The doc describes "Fetch errors" as • The app is offline or doesn't have access to the network. • A DNS error occurred, making it impossible to look up the host. • An SSL error occurred (e.g., the server certificate isn't trusted). • The connection was closed. etc. And mention that we can only know about these by looking at the exception inside the response. That means that the responsibility of knowing which one of those maps to what kind of exception is on our end of course right? And I am not looking for an exhaustive list of what can happen here. I am mostly worried about what I said above. Differentiating between the ones that are actionable on our end, and ones that we can just ignore and treat as failed requests.
m
It's a tough problem but one that doesn't have a very good answer IMO. Is a TLS handshake failure recoverable?
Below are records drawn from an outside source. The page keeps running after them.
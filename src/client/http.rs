use async_trait::async_trait;
use reqwest::{Client, RequestBuilder, Response, StatusCode};
use serde::{Serialize, de::DeserializeOwned};
use serde_json::json;
use url::Url;

use crate::{
    client::{Actor, CommentApi},
    error::AppError,
    models::{
        comment::{RawComment, RawReply},
        moderation::{ModerationAction, ModerationFilters, ModerationQueueItem},
    },
};

/// JSON-over-HTTP client for the comment server.
///
/// Endpoints, relative to the base URL:
///
/// * `GET  lessons/{lesson_id}/comments`
/// * `POST lessons/{lesson_id}/comments`
/// * `POST comments/{comment_id}/replies`
/// * `POST comments/{comment_id}/moderation`
/// * `POST comments/{comment_id}/replies/{reply_id}/moderation`
/// * `GET  moderation/pending`
#[derive(Debug, Clone)]
pub struct HttpCommentApi {
    client: Client,
    base_url: Url,
    service_token: Option<String>,
}

impl HttpCommentApi {
    pub fn new(base_url: Url, service_token: Option<String>) -> Self {
        Self::with_client(Client::new(), base_url, service_token)
    }

    pub fn with_client(client: Client, base_url: Url, service_token: Option<String>) -> Self {
        Self {
            client,
            base_url,
            service_token,
        }
    }

    fn endpoint(&self, segments: &[&str]) -> Result<Url, AppError> {
        let mut url = self.base_url.clone();
        url.path_segments_mut()
            .map_err(|_| {
                AppError::InternalServerError(format!(
                    "comment API URL cannot be a base: {}",
                    self.base_url
                ))
            })?
            .pop_if_empty()
            .extend(segments);
        Ok(url)
    }

    /// The caller's own token wins over the service token.
    fn authorize(&self, request: RequestBuilder, actor: Option<&Actor>) -> RequestBuilder {
        match actor.and_then(|a| a.token.as_deref()).or(self.service_token.as_deref()) {
            Some(token) => request.bearer_auth(token),
            None => request,
        }
    }

    async fn post<B, T>(&self, actor: &Actor, url: Url, body: &B) -> Result<T, AppError>
    where
        B: Serialize + ?Sized,
        T: DeserializeOwned,
    {
        let request = self.authorize(self.client.post(url), Some(actor)).json(body);
        decode(request.send().await?).await
    }

    async fn get<Q, T>(&self, url: Url, query: &Q) -> Result<T, AppError>
    where
        Q: Serialize + ?Sized,
        T: DeserializeOwned,
    {
        let request = self.authorize(self.client.get(url), None).query(query);
        decode(request.send().await?).await
    }
}

/// Maps non-2xx responses onto the error taxonomy and decodes the rest.
async fn decode<T: DeserializeOwned>(response: Response) -> Result<T, AppError> {
    let status = response.status();
    if status.is_success() {
        return Ok(response.json::<T>().await?);
    }

    let detail = response.text().await.unwrap_or_default();
    tracing::debug!(%status, detail = %detail, "comment server rejected request");
    Err(match status {
        StatusCode::BAD_REQUEST | StatusCode::UNPROCESSABLE_ENTITY => AppError::BadRequest(detail),
        StatusCode::NOT_FOUND => AppError::NotFound(detail),
        StatusCode::CONFLICT => AppError::Conflict(detail),
        StatusCode::UNAUTHORIZED => AppError::AuthError(detail),
        StatusCode::FORBIDDEN => AppError::Forbidden(detail),
        _ => AppError::Upstream(format!("comment server returned {}: {}", status, detail)),
    })
}

#[async_trait]
impl CommentApi for HttpCommentApi {
    async fn create_comment(
        &self,
        actor: &Actor,
        lesson_id: &str,
        body: &str,
    ) -> Result<RawComment, AppError> {
        let url = self.endpoint(&["lessons", lesson_id, "comments"])?;
        self.post(actor, url, &json!({ "body": body })).await
    }

    async fn create_reply(
        &self,
        actor: &Actor,
        comment_id: &str,
        parent_reply_id: Option<&str>,
        body: &str,
    ) -> Result<RawReply, AppError> {
        let url = self.endpoint(&["comments", comment_id, "replies"])?;
        self.post(
            actor,
            url,
            &json!({ "body": body, "parentReplyId": parent_reply_id }),
        )
        .await
    }

    async fn list_comments(&self, lesson_id: &str) -> Result<Vec<RawComment>, AppError> {
        let url = self.endpoint(&["lessons", lesson_id, "comments"])?;
        self.get(url, &[] as &[(&str, &str)]).await
    }

    async fn moderate_comment(
        &self,
        actor: &Actor,
        comment_id: &str,
        action: ModerationAction,
    ) -> Result<RawComment, AppError> {
        let url = self.endpoint(&["comments", comment_id, "moderation"])?;
        self.post(actor, url, &json!({ "action": action })).await
    }

    async fn moderate_reply(
        &self,
        actor: &Actor,
        comment_id: &str,
        reply_id: &str,
        action: ModerationAction,
    ) -> Result<RawReply, AppError> {
        let url = self.endpoint(&["comments", comment_id, "replies", reply_id, "moderation"])?;
        self.post(actor, url, &json!({ "action": action })).await
    }

    async fn list_pending_moderation_items(
        &self,
        filters: &ModerationFilters,
    ) -> Result<Vec<ModerationQueueItem>, AppError> {
        let url = self.endpoint(&["moderation", "pending"])?;
        self.get(url, filters).await
    }
}

#[cfg(test)]
mod tests {
    use super::*;

    #[test]
    fn endpoint_escapes_ids_and_keeps_base_path() {
        let api = HttpCommentApi::new(Url::parse("http://comments.local/api/").unwrap(), None);
        let url = api.endpoint(&["lessons", "a/b c", "comments"]).unwrap();
        assert_eq!(url.as_str(), "http://comments.local/api/lessons/a%2Fb%20c/comments");
    }
}
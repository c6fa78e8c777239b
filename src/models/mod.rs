// src/models/mod.rs

pub mod comment;
pub mod moderation;
pub mod view;
// src/handlers/mod.rs

pub mod comments;
pub mod moderation;
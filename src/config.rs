use anyhow::{Context, Result};
use serde::Deserialize;
use std::path::{Path, PathBuf};

use crate::core::titan::advanced_linear_algebra::DEFAULT_EPSILON;

/// Tunables read from `~/.titan/numerics.toml` (or `--config`).
#[derive(Debug, Clone, PartialEq, Deserialize)]
#[serde(default)]
pub struct TitanConfig {
    /// Pivot magnitude treated as zero by row reduction.
    pub elimination_epsilon: f64,
    /// CLI text output prints values smaller than this in magnitude as 0.
    pub comparison_epsilon: f64,
    /// Digits after the decimal point in CLI output.
    pub precision: usize,
}

impl Default for TitanConfig {
    fn default() -> Self {
        TitanConfig {
            elimination_epsilon: DEFAULT_EPSILON,
            comparison_epsilon: 1e-9,
            precision: 6,
        }
    }
}

impl TitanConfig {
    pub fn from_toml_str(text: &str) -> Result<Self> {
        let cfg: TitanConfig = toml::from_str(text).context("Parse titan config")?;
        let non_negative = |e: f64| e >= 0.0;
        if !non_negative(cfg.elimination_epsilon) || !non_negative(cfg.comparison_epsilon) {
            anyhow::bail!("config epsilons must be non-negative numbers");
        }
        Ok(cfg)
    }

    /// Load from `path`; a missing file yields the defaults.
    pub fn load(path: Option<&Path>) -> Result<Self> {
        let Some(path) = path else {
            return Ok(TitanConfig::default());
        };
        if !path.exists() {
            crate::debug_log!("config: {} not found, using defaults", path.display());
            return Ok(TitanConfig::default());
        }
        let text = std::fs::read_to_string(path)
            .with_context(|| format!("Read config {}", path.display()))?;
        TitanConfig::from_toml_str(&text)
            .with_context(|| format!("Load config {}", path.display()))
    }
}

pub fn default_config_path() -> Option<PathBuf> {
    // ~/.titan/numerics.toml
    dirs_next::home_dir().map(|h| h.join(".titan").join("numerics.toml"))
}

pub fn resolve_config_path(cli_path: &Option<PathBuf>) -> Option<PathBuf> {
    if let Some(p) = cli_path {
        return Some(p.clone());
    }
    default_config_path()
}
//! 2D geometric transforms on column points `[[x], [y]]`.
//!
//! Each transform builds a small matrix and applies it with
//! `matrix_multiply`.

use crate::core::error::TitanResult;
use crate::core::titan::linear_algebra::matrix_multiply;
use crate::core::titan::matrix::Matrix;

#[derive(Debug, Clone, Copy, PartialEq, Eq)]
pub enum Rotation {
    Clockwise,
    CounterClockwise,
}

#[derive(Debug, Clone, Copy, PartialEq, Eq)]
pub enum ShearAxis {
    X,
    Y,
}

fn transform(rows: Vec<Vec<f64>>, point: &Matrix) -> TitanResult<Matrix> {
    point.check_vector_2d()?;
    let transformation = Matrix::new(rows)?;
    matrix_multiply(&transformation, point)
}

/// Rotate `point` by `degrees` about the origin.
pub fn rotate(point: &Matrix, degrees: f64, direction: Rotation) -> TitanResult<Matrix> {
    let negate = match direction {
        Rotation::Clockwise => -1.0,
        Rotation::CounterClockwise => 1.0,
    };
    let radians = degrees.to_radians();
    transform(
        vec![
            vec![radians.cos(), -negate * radians.sin()],
            vec![negate * radians.sin(), radians.cos()],
        ],
        point,
    )
}

pub fn scale(point: &Matrix, sx: f64, sy: f64) -> TitanResult<Matrix> {
    transform(vec![vec![sx, 0.0], vec![0.0, sy]], point)
}

/// Shear along one axis by factor `k`.
pub fn shear(point: &Matrix, k: f64, axis: ShearAxis) -> TitanResult<Matrix> {
    let (kx, ky) = match axis {
        ShearAxis::X => (k, 0.0),
        ShearAxis::Y => (0.0, k),
    };
    transform(vec![vec![1.0, kx], vec![ky, 1.0]], point)
}

/// Translate by `(tx, ty)` through homogeneous coordinates.
pub fn affine(point: &Matrix, tx: f64, ty: f64) -> TitanResult<Matrix> {
    point.check_vector_2d()?;
    let transformation = Matrix::new(vec![
        vec![1.0, 0.0, tx],
        vec![0.0, 1.0, ty],
        vec![0.0, 0.0, 1.0],
    ])?;
    let homogeneous = Matrix::column(&[point[(0, 0)], point[(1, 0)], 1.0])?;
    let moved = matrix_multiply(&transformation, &homogeneous)?;
    Matrix::column(&[moved[(0, 0)], moved[(1, 0)]])
}
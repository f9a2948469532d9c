use std::f64::consts::PI;

use titan_numerics::core::titan::fourier::{fft, fourier_transform};
use titan_numerics::TitanError;

#[test]
fn impulse_has_flat_spectrum() {
    let mut x = vec![0.0; 16];
    x[0] = 1.0;
    for bin in fft(&x).unwrap() {
        assert!((bin.re() - 1.0).abs() < 1e-12);
        assert!(bin.im().abs() < 1e-12);
    }
}

#[test]
fn cosine_lands_in_its_bins() {
    let n = 32;
    let x: Vec<f64> = (0..n)
        .map(|i| (2.0 * PI * 3.0 * i as f64 / n as f64).cos())
        .collect();
    let spectrum = fft(&x).unwrap();
    for (k, bin) in spectrum.iter().enumerate() {
        let expected = if k == 3 || k == n - 3 { n as f64 / 2.0 } else { 0.0 };
        assert!((bin.magnitude() - expected).abs() < 1e-9, "bin {k}");
    }
}

#[test]
fn agrees_with_direct_dft_on_ramp() {
    let x: Vec<f64> = (0..64).map(|i| i as f64 * 0.25 - 3.0).collect();
    let fast = fft(&x).unwrap();
    let slow = fourier_transform(&x);
    assert_eq!(fast.len(), slow.len());
    for (k, (a, b)) in fast.iter().zip(&slow).enumerate() {
        assert!(a.equals(b, 1e-8), "bin {k}: {a} vs {b}");
    }
}

#[test]
fn lengths_must_be_powers_of_two() {
    assert_eq!(fft(&[0.0; 6]), Err(TitanError::InvalidLength(6)));
    assert!(fft(&[0.0; 2]).is_ok());
}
Yes if have forgotten to renew your certificate, no if the user is behind a captive portal that intercepts traffic
Is a premature EOF recoverable? Yes if your server finished early. No if some intermediate CDN proxy fails
Etc...
s
Yes, you are absolutely right. Let me preface this with another thought then 😅 I am in no way trying to get the perfect solution going here. I just want to stop having error level logs in our system which are 99% about the user's network being down, while also not silencing real error logs that we send when there is something else is wrong and we still wanna know about it. Perhaps the answer to my question is that "something else is wrong" isn't really a thing when there are exceptions now with 4.x, and all of them are more or less not something recoverable on our end, at least most of the time barring super edge cases like as you say we forgot to renew our license 😅 I will still log those so we can look at them and take action when needed, but perhaps not with an error level which considers them as actual errors.
m
Yea, I hear you, it's just very difficult to find the good signal/noise ratio there
In a way, once you exclude the GraphQL errors and CacheMissExceptions, the problem is a general HTTP/network problem. I've asked myself that question a bunch of times but not sure there's a definitive answer
s
Should CacheMissException be a thing in 4.x btw? Shouldn't that just be an emission with null data now? This is what this https://www.apollographql.com/docs/kotlin/migration/4.0/#emitcachemissesboolean-is-removed made me believe. But yeah you are right, at that point we leave the GQL land indeed.
m
The response is emitted but still contains
CacheMissException
as a way to include more debugging information so you should probably filter them out, I'll edit the wording there
thank you color 1
It's not exactly the same question though. It's "should I retry that request?" vs "can I fix that request?"